• **DATA FOR THIS EXERCISE**
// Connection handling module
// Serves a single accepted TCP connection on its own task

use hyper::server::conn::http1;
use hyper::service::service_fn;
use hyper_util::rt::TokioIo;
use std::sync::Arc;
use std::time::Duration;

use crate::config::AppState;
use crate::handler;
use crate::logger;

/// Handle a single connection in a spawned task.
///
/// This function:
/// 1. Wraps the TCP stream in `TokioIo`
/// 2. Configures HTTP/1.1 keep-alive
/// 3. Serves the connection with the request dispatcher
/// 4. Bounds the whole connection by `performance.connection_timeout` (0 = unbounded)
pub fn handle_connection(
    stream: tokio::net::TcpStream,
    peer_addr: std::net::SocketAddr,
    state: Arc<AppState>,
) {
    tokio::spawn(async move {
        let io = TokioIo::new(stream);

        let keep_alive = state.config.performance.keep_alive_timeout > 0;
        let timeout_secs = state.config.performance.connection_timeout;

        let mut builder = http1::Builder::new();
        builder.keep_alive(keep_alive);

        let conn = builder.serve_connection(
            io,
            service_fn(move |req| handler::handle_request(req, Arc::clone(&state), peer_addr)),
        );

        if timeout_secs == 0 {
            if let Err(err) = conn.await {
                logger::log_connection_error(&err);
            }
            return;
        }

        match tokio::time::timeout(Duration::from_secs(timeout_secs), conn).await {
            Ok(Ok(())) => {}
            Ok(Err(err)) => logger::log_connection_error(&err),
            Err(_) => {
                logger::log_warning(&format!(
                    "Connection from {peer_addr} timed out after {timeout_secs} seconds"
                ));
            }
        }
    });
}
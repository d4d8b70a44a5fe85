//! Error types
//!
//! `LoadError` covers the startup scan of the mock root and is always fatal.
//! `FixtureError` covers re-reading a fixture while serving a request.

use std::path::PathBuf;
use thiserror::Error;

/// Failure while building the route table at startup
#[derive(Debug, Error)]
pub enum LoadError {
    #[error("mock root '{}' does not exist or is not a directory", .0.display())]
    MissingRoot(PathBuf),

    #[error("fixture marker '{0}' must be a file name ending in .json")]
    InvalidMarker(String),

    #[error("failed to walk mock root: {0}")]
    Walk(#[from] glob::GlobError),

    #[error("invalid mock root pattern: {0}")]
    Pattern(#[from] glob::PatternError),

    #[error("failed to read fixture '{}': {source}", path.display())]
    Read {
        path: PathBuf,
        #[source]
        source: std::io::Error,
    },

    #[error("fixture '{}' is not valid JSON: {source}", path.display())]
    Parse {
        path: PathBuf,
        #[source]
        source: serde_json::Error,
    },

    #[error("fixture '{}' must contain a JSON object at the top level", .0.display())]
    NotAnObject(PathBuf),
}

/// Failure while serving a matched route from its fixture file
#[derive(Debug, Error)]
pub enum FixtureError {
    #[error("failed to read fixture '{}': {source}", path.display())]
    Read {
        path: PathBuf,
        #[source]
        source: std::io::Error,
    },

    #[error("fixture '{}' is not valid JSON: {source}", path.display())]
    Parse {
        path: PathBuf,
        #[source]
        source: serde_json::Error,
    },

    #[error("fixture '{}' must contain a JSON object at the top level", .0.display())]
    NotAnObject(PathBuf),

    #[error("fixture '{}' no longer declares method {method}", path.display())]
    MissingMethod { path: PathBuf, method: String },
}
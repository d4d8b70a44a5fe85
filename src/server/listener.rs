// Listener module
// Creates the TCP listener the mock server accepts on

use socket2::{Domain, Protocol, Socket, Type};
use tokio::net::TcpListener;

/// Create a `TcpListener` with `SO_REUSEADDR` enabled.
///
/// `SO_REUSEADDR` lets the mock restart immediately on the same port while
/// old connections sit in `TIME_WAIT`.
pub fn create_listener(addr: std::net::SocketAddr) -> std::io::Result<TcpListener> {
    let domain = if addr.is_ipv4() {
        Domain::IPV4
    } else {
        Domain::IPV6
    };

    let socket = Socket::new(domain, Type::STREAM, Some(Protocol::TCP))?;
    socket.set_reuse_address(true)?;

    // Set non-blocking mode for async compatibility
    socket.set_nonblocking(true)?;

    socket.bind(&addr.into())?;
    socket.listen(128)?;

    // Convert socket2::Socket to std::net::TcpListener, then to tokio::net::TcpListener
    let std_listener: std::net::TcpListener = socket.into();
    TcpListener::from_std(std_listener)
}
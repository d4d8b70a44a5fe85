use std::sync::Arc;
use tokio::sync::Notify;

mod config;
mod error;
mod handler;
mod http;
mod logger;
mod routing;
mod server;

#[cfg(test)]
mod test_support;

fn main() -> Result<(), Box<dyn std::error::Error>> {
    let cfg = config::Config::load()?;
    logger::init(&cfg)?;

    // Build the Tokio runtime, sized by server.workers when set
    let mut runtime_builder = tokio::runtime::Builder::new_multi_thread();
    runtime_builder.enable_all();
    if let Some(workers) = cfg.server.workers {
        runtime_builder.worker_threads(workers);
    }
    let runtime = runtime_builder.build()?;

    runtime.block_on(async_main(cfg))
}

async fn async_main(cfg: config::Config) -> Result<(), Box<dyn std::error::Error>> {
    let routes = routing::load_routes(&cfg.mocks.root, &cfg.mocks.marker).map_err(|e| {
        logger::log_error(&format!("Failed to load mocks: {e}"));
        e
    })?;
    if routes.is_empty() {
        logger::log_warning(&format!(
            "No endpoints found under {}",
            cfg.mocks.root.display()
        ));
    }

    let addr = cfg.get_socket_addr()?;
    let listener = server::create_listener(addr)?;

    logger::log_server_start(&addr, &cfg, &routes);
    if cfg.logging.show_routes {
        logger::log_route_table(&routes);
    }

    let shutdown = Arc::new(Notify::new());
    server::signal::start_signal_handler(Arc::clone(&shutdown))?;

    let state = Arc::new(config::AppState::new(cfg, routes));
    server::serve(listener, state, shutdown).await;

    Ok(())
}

• **WORK TASK**
Taking no liberties, give the material above again in full.

• **ANSWER FOR THE TASK**
// Connection handling module
// Serves a single accepted TCP connection on its own task

use hyper::server::conn::http1;
use hyper::service::service_fn;
use hyper_util::rt::TokioIo;
use std::sync::Arc;
use std::time::Duration;

use crate::config::AppState;
use crate::handler;
use crate::logger;

/// Handle a single connection in a spawned task.
///
/// This function:
/// 1. Wraps the TCP stream in `TokioIo`
/// 2. Configures HTTP/1.1 keep-alive
/// 3. Serves the connection with the request dispatcher
/// 4. Bounds the whole connection by `performance.connection_timeout` (0 = unbounded)
pub fn handle_connection(
    stream: tokio::net::TcpStream,
    peer_addr: std::net::SocketAddr,
    state: Arc<AppState>,
) {
    tokio::spawn(async move {
        let io = TokioIo::new(stream);

        let keep_alive = state.config.performance.keep_alive_timeout > 0;
        let timeout_secs = state.config.performance.connection_timeout;

        let mut builder = http1::Builder::new();
        builder.keep_alive(keep_alive);

        let conn = builder.serve_connection(
            io,
            service_fn(move |req| handler::handle_request(req, Arc::clone(&state), peer_addr)),
        );

        if timeout_secs == 0 {
            if let Err(err) = conn.await {
                logger::log_connection_error(&err);
            }
            return;
        }

        match tokio::time::timeout(Duration::from_secs(timeout_secs), conn).await {
            Ok(Ok(())) => {}
            Ok(Err(err)) => logger::log_connection_error(&err),
            Err(_) => {
                logger::log_warning(&format!(
                    "Connection from {peer_addr} timed out after {timeout_secs} seconds"
                ));
            }
        }
    });
}
repository d4d8b70a44a5fe85
//! Error types
//!
//! `LoadError` covers the startup scan of the mock root and is always fatal.
//! `FixtureError` covers re-reading a fixture while serving a request.

use std::path::PathBuf;
use thiserror::Error;

/// Failure while building the route table at startup
#[derive(Debug, Error)]
pub enum LoadError {
    #[error("mock root '{}' does not exist or is not a directory", .0.display())]
    MissingRoot(PathBuf),

    #[error("fixture marker '{0}' must be a file name ending in .json")]
    InvalidMarker(String),

    #[error("failed to walk mock root: {0}")]
    Walk(#[from] glob::GlobError),

    #[error("invalid mock root pattern: {0}")]
    Pattern(#[from] glob::PatternError),

    #[error("failed to read fixture '{}': {source}", path.display())]
    Read {
        path: PathBuf,
        #[source]
        source: std::io::Error,
    },

    #[error("fixture '{}' is not valid JSON: {source}", path.display())]
    Parse {
        path: PathBuf,
        #[source]
        source: serde_json::Error,
    },

    #[error("fixture '{}' must contain a JSON object at the top level", .0.display())]
    NotAnObject(PathBuf),
}

/// Failure while serving a matched route from its fixture file
#[derive(Debug, Error)]
pub enum FixtureError {
    #[error("failed to read fixture '{}': {source}", path.display())]
    Read {
        path: PathBuf,
        #[source]
        source: std::io::Error,
    },

    #[error("fixture '{}' is not valid JSON: {source}", path.display())]
    Parse {
        path: PathBuf,
        #[source]
        source: serde_json::Error,
    },

    #[error("fixture '{}' must contain a JSON object at the top level", .0.display())]
    NotAnObject(PathBuf),

    #[error("fixture '{}' no longer declares method {method}", path.display())]
    MissingMethod { path: PathBuf, method: String },
}
repository d4d8b70a44a5fe85
filename src/server/listener.rs
// Listener module
// Creates the TCP listener the mock server accepts on

use socket2::{Domain, Protocol, Socket, Type};
use tokio::net::TcpListener;

/// Create a `TcpListener` with `SO_REUSEADDR` enabled.
///
/// `SO_REUSEADDR` lets the mock restart immediately on the same port while
/// old connections sit in `TIME_WAIT`.
pub fn create_listener(addr: std::net::SocketAddr) -> std::io::Result<TcpListener> {
    let domain = if addr.is_ipv4() {
        Domain::IPV4
    } else {
        Domain::IPV6
    };

    let socket = Socket::new(domain, Type::STREAM, Some(Protocol::TCP))?;
    socket.set_reuse_address(true)?;

    // Set non-blocking mode for async compatibility
    socket.set_nonblocking(true)?;

    socket.bind(&addr.into())?;
    socket.listen(128)?;

    // Convert socket2::Socket to std::net::TcpListener, then to tokio::net::TcpListener
    let std_listener: std::net::TcpListener = socket.into();
    TcpListener::from_std(std_listener)
}
repository d4d8b70a44a5fe85
use std::sync::Arc;
use tokio::sync::Notify;

mod config;
mod error;
mod handler;
mod http;
mod logger;
mod routing;
mod server;

#[cfg(test)]
mod test_support;

fn main() -> Result<(), Box<dyn std::error::Error>> {
    let cfg = config::Config::load()?;
    logger::init(&cfg)?;

    // Build the Tokio runtime, sized by server.workers when set
    let mut runtime_builder = tokio::runtime::Builder::new_multi_thread();
    runtime_builder.enable_all();
    if let Some(workers) = cfg.server.workers {
        runtime_builder.worker_threads(workers);
    }
    let runtime = runtime_builder.build()?;

    runtime.block_on(async_main(cfg))
}

async fn async_main(cfg: config::Config) -> Result<(), Box<dyn std::error::Error>> {
    let routes = routing::load_routes(&cfg.mocks.root, &cfg.mocks.marker).map_err(|e| {
        logger::log_error(&format!("Failed to load mocks: {e}"));
        e
    })?;
    if routes.is_empty() {
        logger::log_warning(&format!(
            "No endpoints found under {}",
            cfg.mocks.root.display()
        ));
    }

    let addr = cfg.get_socket_addr()?;
    let listener = server::create_listener(addr)?;

    logger::log_server_start(&addr, &cfg, &routes);
    if cfg.logging.show_routes {
        logger::log_route_table(&routes);
    }

    let shutdown = Arc::new(Notify::new());
    server::signal::start_signal_handler(Arc::clone(&shutdown))?;

    let state = Arc::new(config::AppState::new(cfg, routes));
    server::serve(listener, state, shutdown).await;

    Ok(())
}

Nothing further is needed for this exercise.